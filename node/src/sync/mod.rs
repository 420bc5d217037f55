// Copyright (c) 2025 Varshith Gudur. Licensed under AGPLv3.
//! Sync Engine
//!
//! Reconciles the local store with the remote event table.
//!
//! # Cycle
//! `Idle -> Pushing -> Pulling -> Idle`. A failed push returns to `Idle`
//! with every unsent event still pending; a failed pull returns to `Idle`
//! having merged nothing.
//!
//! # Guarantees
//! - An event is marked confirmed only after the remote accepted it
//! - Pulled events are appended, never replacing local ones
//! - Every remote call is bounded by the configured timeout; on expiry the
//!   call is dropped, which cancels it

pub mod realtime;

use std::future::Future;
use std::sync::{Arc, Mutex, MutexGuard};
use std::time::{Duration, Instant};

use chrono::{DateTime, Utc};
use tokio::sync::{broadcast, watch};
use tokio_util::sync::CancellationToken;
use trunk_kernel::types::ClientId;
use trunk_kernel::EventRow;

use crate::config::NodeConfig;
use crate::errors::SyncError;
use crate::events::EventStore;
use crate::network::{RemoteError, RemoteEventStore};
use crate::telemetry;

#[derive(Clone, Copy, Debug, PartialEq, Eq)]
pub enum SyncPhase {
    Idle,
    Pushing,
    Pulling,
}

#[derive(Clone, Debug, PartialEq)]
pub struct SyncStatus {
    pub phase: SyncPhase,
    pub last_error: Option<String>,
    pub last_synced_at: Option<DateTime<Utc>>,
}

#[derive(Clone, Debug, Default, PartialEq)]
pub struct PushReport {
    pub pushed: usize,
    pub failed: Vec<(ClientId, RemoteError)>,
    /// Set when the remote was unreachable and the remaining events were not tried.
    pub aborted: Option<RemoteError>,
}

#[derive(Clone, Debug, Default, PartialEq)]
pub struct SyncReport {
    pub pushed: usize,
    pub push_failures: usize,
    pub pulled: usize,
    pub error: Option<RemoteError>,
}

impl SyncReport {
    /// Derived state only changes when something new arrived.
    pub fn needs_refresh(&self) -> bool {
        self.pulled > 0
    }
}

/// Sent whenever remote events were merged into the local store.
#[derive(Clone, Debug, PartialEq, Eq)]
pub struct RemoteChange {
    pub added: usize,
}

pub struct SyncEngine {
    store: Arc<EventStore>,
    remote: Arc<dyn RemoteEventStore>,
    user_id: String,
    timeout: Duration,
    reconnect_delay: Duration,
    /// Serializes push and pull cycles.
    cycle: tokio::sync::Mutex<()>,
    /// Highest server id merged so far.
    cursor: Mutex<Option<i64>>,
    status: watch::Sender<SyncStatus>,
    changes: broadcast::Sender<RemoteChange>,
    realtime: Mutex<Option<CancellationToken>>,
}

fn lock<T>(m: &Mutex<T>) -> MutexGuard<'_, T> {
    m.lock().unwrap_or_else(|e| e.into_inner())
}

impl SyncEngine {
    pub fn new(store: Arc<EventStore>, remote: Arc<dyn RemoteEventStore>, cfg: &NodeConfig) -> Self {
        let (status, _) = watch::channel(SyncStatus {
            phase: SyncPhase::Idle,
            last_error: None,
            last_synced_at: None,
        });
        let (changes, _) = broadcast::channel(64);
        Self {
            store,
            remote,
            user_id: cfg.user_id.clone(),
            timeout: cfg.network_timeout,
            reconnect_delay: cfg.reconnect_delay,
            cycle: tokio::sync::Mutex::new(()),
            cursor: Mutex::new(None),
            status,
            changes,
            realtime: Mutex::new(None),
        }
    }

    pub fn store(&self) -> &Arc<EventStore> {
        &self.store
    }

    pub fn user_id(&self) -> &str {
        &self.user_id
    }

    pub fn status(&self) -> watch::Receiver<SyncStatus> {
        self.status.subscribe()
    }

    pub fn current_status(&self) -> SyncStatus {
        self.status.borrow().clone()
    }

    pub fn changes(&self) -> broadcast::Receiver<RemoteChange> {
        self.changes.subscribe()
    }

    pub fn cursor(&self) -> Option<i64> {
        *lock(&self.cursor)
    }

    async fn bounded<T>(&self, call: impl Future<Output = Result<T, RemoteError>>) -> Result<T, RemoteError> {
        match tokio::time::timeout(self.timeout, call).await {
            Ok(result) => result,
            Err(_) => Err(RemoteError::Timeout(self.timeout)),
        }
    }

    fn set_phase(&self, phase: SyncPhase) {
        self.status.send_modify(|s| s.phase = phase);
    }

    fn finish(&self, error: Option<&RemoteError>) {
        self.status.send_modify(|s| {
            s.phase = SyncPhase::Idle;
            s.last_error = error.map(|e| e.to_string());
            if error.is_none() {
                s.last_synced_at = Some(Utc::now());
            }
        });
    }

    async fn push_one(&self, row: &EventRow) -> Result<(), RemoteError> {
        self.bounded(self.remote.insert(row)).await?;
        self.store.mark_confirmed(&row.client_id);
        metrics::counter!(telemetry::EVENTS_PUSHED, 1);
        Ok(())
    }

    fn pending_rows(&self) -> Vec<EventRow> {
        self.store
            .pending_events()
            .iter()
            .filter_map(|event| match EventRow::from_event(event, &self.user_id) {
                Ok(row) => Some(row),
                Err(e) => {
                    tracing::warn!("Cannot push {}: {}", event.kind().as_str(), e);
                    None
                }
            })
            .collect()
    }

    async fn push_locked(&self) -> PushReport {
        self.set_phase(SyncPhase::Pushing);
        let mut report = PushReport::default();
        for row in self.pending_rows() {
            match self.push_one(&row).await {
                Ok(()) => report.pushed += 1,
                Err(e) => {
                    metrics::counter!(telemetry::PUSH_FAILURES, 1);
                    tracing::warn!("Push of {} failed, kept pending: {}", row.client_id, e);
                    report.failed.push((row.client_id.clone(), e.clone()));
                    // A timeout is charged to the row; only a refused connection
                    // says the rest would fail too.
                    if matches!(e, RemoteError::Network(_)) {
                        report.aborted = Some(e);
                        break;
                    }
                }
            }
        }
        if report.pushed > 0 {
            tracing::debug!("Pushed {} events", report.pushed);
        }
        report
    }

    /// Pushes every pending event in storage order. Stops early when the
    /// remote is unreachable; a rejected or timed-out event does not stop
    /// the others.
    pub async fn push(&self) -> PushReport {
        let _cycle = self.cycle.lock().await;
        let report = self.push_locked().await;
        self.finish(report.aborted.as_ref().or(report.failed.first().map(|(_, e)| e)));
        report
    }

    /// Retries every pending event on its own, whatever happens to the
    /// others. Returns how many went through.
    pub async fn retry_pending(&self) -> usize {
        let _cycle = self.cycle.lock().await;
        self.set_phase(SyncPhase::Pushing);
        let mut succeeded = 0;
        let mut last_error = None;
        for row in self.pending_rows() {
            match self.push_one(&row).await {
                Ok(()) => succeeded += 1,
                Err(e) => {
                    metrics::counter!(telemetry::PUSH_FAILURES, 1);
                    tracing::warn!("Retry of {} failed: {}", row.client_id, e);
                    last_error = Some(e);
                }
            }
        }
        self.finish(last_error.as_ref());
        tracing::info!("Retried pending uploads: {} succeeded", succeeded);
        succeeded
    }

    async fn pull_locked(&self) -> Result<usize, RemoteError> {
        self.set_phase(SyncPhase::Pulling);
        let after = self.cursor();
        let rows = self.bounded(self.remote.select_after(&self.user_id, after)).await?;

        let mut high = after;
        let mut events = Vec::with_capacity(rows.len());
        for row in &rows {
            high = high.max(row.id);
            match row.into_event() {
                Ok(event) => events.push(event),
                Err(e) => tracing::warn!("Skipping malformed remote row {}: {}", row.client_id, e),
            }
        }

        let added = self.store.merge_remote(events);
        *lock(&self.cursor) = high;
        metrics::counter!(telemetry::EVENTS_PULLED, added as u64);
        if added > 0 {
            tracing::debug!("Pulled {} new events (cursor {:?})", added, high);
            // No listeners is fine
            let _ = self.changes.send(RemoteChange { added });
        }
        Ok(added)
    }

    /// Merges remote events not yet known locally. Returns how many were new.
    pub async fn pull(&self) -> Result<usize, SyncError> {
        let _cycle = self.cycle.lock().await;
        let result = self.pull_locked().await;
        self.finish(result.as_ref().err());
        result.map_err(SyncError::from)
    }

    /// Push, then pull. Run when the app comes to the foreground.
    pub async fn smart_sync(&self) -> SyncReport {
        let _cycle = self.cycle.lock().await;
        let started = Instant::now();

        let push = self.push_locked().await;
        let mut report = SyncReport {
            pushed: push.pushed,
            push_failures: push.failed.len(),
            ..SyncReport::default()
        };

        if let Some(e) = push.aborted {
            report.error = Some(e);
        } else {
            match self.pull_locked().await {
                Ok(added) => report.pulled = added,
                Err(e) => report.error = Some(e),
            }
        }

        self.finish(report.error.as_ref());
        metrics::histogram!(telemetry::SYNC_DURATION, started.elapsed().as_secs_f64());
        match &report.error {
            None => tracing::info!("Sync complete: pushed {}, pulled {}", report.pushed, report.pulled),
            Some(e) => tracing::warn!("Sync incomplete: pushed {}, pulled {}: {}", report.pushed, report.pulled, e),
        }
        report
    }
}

---

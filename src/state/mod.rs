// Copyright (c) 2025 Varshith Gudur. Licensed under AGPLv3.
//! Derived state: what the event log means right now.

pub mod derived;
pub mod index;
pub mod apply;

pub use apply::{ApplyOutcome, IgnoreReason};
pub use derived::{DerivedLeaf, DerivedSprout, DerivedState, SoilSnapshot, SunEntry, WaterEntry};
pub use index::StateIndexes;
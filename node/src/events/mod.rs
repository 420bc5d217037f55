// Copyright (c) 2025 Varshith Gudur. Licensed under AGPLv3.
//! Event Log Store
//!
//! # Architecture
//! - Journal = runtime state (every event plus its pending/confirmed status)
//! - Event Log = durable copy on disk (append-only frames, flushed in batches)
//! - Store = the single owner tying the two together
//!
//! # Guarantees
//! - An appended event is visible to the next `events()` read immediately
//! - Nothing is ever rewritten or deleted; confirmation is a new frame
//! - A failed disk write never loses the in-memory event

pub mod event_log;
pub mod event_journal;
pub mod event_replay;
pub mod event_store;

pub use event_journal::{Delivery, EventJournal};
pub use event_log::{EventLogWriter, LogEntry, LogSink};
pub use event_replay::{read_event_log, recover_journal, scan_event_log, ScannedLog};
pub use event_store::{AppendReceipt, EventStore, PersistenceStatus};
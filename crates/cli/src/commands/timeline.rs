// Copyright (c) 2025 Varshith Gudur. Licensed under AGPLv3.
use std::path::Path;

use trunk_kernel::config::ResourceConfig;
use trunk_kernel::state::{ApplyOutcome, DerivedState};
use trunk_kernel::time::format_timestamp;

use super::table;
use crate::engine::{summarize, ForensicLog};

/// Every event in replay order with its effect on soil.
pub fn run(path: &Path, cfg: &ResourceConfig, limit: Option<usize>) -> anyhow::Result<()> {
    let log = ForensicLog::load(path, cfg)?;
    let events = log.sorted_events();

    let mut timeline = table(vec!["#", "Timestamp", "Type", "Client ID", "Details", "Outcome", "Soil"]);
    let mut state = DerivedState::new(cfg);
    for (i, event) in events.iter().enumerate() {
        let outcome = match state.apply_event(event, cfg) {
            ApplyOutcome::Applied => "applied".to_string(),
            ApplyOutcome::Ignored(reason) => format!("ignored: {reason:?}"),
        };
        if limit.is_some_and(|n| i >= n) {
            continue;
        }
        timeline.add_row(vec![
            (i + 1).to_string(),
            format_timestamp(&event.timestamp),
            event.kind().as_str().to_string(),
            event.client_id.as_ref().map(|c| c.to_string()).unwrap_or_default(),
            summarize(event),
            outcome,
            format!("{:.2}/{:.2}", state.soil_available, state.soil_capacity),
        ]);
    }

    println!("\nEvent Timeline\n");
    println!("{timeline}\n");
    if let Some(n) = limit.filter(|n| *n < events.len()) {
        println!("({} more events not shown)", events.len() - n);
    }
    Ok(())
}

→ What you have to do:
Show every line above where "path" is found.

→ Task result:
use std::path::Path;
pub fn run(path: &Path, cfg: &ResourceConfig, limit: Option<usize>) -> anyhow::Result<()> {
    let log = ForensicLog::load(path, cfg)?;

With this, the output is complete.